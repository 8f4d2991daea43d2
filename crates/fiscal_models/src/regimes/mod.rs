//! Fiscal regime definitions.
//!
//! A regime is a closed tagged enum: one variant is active per run, and
//! mixing variant fields is unrepresentable. Each variant validates its
//! parameters at construction time so the Layer-3 fold never re-checks
//! mid-run.
//!
//! # Re-exports
//!
//! - [`RoyaltySchedule`] from `royalty`
//! - [`ProfitSplitMechanism`], [`SplitShare`], [`SplitTable`] from `split`

mod royalty;
mod split;

pub use royalty::RoyaltySchedule;
pub use split::{stairstep_lookup, ProfitSplitMechanism, SplitShare, SplitTable};

use serde::{Deserialize, Serialize};

use fiscal_core::types::RegimeError;

/// Resource rent tax parameters (concessionary add-on).
///
/// RRT maintains an augmented-cost ledger: undeducted costs carry forward
/// with `uplift_rate` compounding, and tax applies to receipts in excess of
/// the augmented balance.
#[derive(Clone, Copy, Debug, PartialEq, Serialize, Deserialize)]
pub struct RrtParams {
    /// RRT rate on the excess, fraction in [0, 1]
    pub rate: f64,
    /// Per-period uplift on the undeducted balance
    pub uplift_rate: f64,
}

/// Concessionary (royalty/tax) regime parameters.
#[derive(Clone, Debug, PartialEq, Serialize, Deserialize)]
pub struct Concessionary {
    /// Royalty schedule, evaluated per period
    pub royalty: RoyaltySchedule,
    /// Corporate income tax rate, fraction in [0, 1]
    pub tax_rate: f64,
    /// Uplift applied to the depreciable capex base
    pub uplift_pct: f64,
    /// Straight-line depreciation life, in periods
    pub depreciation_periods: usize,
    /// Resource rent tax, if the regime carries one
    #[serde(skip_serializing_if = "Option::is_none")]
    pub rrt: Option<RrtParams>,
    /// Ring-fenced: losses clamp at zero instead of carrying forward
    pub ring_fenced: bool,
}

/// Production-sharing contract parameters.
#[derive(Clone, Debug, PartialEq, Serialize, Deserialize)]
pub struct ProductionSharing {
    /// Royalty off the top, fraction in [0, 1]
    pub royalty_pct: f64,
    /// First tranche petroleum taken from post-royalty revenue
    pub ftp_pct: f64,
    /// Cost-recovery ceiling as a fraction of available revenue, in (0, 1]
    pub cost_ceiling_pct: f64,
    /// Uplift accruing on the unrecovered cost carry-forward.
    ///
    /// Required, not defaulted: most contracts pay no interest on
    /// unrecovered costs (`0.0`), but contract-specific uplift exists and
    /// the engine refuses to guess.
    pub carry_forward_uplift_pct: f64,
    /// How profit oil splits between contractor and government
    pub split: ProfitSplitMechanism,
    /// Tax rate on contractor taxable income, fraction in [0, 1]
    pub tax_rate: f64,
}

/// Service contract parameters: per-unit fee plus cost recovery, no profit
/// share.
#[derive(Clone, Copy, Debug, PartialEq, Serialize, Deserialize)]
pub struct ServiceContract {
    /// Contractor fee per boe produced
    pub fee_per_unit: f64,
    /// Cost-recovery ceiling as a fraction of the period fee, in (0, 1]
    pub cost_recovery_ceiling_pct: f64,
}

/// A fiscal regime definition, exactly one variant per run.
///
/// # Example
///
/// ```
/// use fiscal_models::regimes::{Concessionary, FiscalRegimeDefinition, RoyaltySchedule};
///
/// let regime = FiscalRegimeDefinition::Concessionary(Concessionary {
///     royalty: RoyaltySchedule::Flat { rate: 0.125 },
///     tax_rate: 0.21,
///     uplift_pct: 0.0,
///     depreciation_periods: 5,
///     rrt: None,
///     ring_fenced: true,
/// });
/// regime.validate().unwrap();
/// assert_eq!(regime.family(), "concessionary");
/// ```
#[derive(Clone, Debug, PartialEq, Serialize, Deserialize)]
#[serde(tag = "type", rename_all = "snake_case")]
pub enum FiscalRegimeDefinition {
    /// Royalty/tax regime
    Concessionary(Concessionary),
    /// Production-sharing contract
    ProductionSharing(ProductionSharing),
    /// Service contract
    ServiceContract(ServiceContract),
}

impl FiscalRegimeDefinition {
    /// Short family name, used in audit formulas and error context.
    pub fn family(&self) -> &'static str {
        match self {
            FiscalRegimeDefinition::Concessionary(_) => "concessionary",
            FiscalRegimeDefinition::ProductionSharing(_) => "production_sharing",
            FiscalRegimeDefinition::ServiceContract(_) => "service_contract",
        }
    }

    /// Validates every rate, ceiling, and threshold table in the variant.
    pub fn validate(&self) -> Result<(), RegimeError> {
        match self {
            FiscalRegimeDefinition::Concessionary(c) => {
                c.royalty.validate()?;
                check_rate("tax_rate", c.tax_rate)?;
                if c.uplift_pct < 0.0 {
                    return Err(RegimeError::RateOutOfRange {
                        name: "uplift_pct",
                        value: c.uplift_pct,
                    });
                }
                if c.depreciation_periods == 0 {
                    return Err(RegimeError::NonPositive {
                        name: "depreciation_periods",
                        value: 0.0,
                    });
                }
                if let Some(rrt) = &c.rrt {
                    check_rate("rrt rate", rrt.rate)?;
                    if rrt.uplift_rate < 0.0 {
                        return Err(RegimeError::RateOutOfRange {
                            name: "rrt uplift_rate",
                            value: rrt.uplift_rate,
                        });
                    }
                }
                Ok(())
            }
            FiscalRegimeDefinition::ProductionSharing(p) => {
                check_rate("royalty_pct", p.royalty_pct)?;
                check_rate("ftp_pct", p.ftp_pct)?;
                check_ceiling("cost_ceiling_pct", p.cost_ceiling_pct)?;
                if p.carry_forward_uplift_pct < 0.0 {
                    return Err(RegimeError::RateOutOfRange {
                        name: "carry_forward_uplift_pct",
                        value: p.carry_forward_uplift_pct,
                    });
                }
                p.split.validate()?;
                check_rate("tax_rate", p.tax_rate)
            }
            FiscalRegimeDefinition::ServiceContract(s) => {
                if s.fee_per_unit <= 0.0 || !s.fee_per_unit.is_finite() {
                    return Err(RegimeError::NonPositive {
                        name: "fee_per_unit",
                        value: s.fee_per_unit,
                    });
                }
                check_ceiling("cost_recovery_ceiling_pct", s.cost_recovery_ceiling_pct)
            }
        }
    }
}

fn check_rate(name: &'static str, value: f64) -> Result<(), RegimeError> {
    if !(0.0..=1.0).contains(&value) || !value.is_finite() {
        return Err(RegimeError::RateOutOfRange { name, value });
    }
    Ok(())
}

fn check_ceiling(name: &'static str, value: f64) -> Result<(), RegimeError> {
    if !(value > 0.0 && value <= 1.0) || !value.is_finite() {
        return Err(RegimeError::CeilingOutOfRange { name, value });
    }
    Ok(())
}

#[cfg(test)]
mod tests {
    use super::*;

    fn psc(cost_ceiling_pct: f64) -> FiscalRegimeDefinition {
        FiscalRegimeDefinition::ProductionSharing(ProductionSharing {
            royalty_pct: 0.10,
            ftp_pct: 0.0,
            cost_ceiling_pct,
            carry_forward_uplift_pct: 0.0,
            split: ProfitSplitMechanism::Fixed { contractor_pct: 0.40 },
            tax_rate: 0.25,
        })
    }

    #[test]
    fn test_psc_ceiling_bounds() {
        assert!(psc(0.6).validate().is_ok());
        assert!(psc(1.0).validate().is_ok());
        // (0, 1]: zero and above-one are both invalid
        assert!(matches!(
            psc(0.0).validate(),
            Err(RegimeError::CeilingOutOfRange { .. })
        ));
        assert!(matches!(
            psc(1.2).validate(),
            Err(RegimeError::CeilingOutOfRange { .. })
        ));
    }

    #[test]
    fn test_psc_split_table_validated() {
        let regime = FiscalRegimeDefinition::ProductionSharing(ProductionSharing {
            royalty_pct: 0.10,
            ftp_pct: 0.0,
            cost_ceiling_pct: 0.6,
            carry_forward_uplift_pct: 0.0,
            split: ProfitSplitMechanism::RFactor {
                table: SplitTable::Stairstep(vec![(1.0, 0.5), (0.5, 0.6)]),
            },
            tax_rate: 0.25,
        });
        assert!(matches!(
            regime.validate(),
            Err(RegimeError::NonMonotonicThresholds { .. })
        ));
    }

    #[test]
    fn test_concessionary_depreciation_required() {
        let regime = FiscalRegimeDefinition::Concessionary(Concessionary {
            royalty: RoyaltySchedule::Flat { rate: 0.125 },
            tax_rate: 0.21,
            uplift_pct: 0.0,
            depreciation_periods: 0,
            rrt: None,
            ring_fenced: false,
        });
        assert!(matches!(
            regime.validate(),
            Err(RegimeError::NonPositive { .. })
        ));
    }

    #[test]
    fn test_service_contract_fee_positive() {
        let regime = FiscalRegimeDefinition::ServiceContract(ServiceContract {
            fee_per_unit: 0.0,
            cost_recovery_ceiling_pct: 0.8,
        });
        assert!(regime.validate().is_err());
    }

    #[test]
    fn test_family_names() {
        assert_eq!(psc(0.5).family(), "production_sharing");
    }

    #[test]
    fn test_serde_tagged_variant() {
        let json = serde_json::to_string(&psc(0.6)).unwrap();
        assert!(json.contains("\"type\":\"production_sharing\""));
        let back: FiscalRegimeDefinition = serde_json::from_str(&json).unwrap();
        assert_eq!(back, psc(0.6));
    }
}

------------------------------------------------------------

*EXERCISE AIM:* Take the lines from the first line of the listing to the line containing "costs carry forward". Please print them exactly, ends included, with nothing else.

*EXERCISE RESULT:*
repository 8f4d2991daea43d2
filename crates/fiscal_models/src/regimes/mod.rs
//! Fiscal regime definitions.
//!
//! A regime is a closed tagged enum: one variant is active per run, and
//! mixing variant fields is unrepresentable. Each variant validates its
//! parameters at construction time so the Layer-3 fold never re-checks
//! mid-run.
//!
//! # Re-exports
//!
//! - [`RoyaltySchedule`] from `royalty`
//! - [`ProfitSplitMechanism`], [`SplitShare`], [`SplitTable`] from `split`

mod royalty;
mod split;

pub use royalty::RoyaltySchedule;
pub use split::{stairstep_lookup, ProfitSplitMechanism, SplitShare, SplitTable};

use serde::{Deserialize, Serialize};

use fiscal_core::types::RegimeError;

/// Resource rent tax parameters (concessionary add-on).
///
/// RRT maintains an augmented-cost ledger: undeducted costs carry forward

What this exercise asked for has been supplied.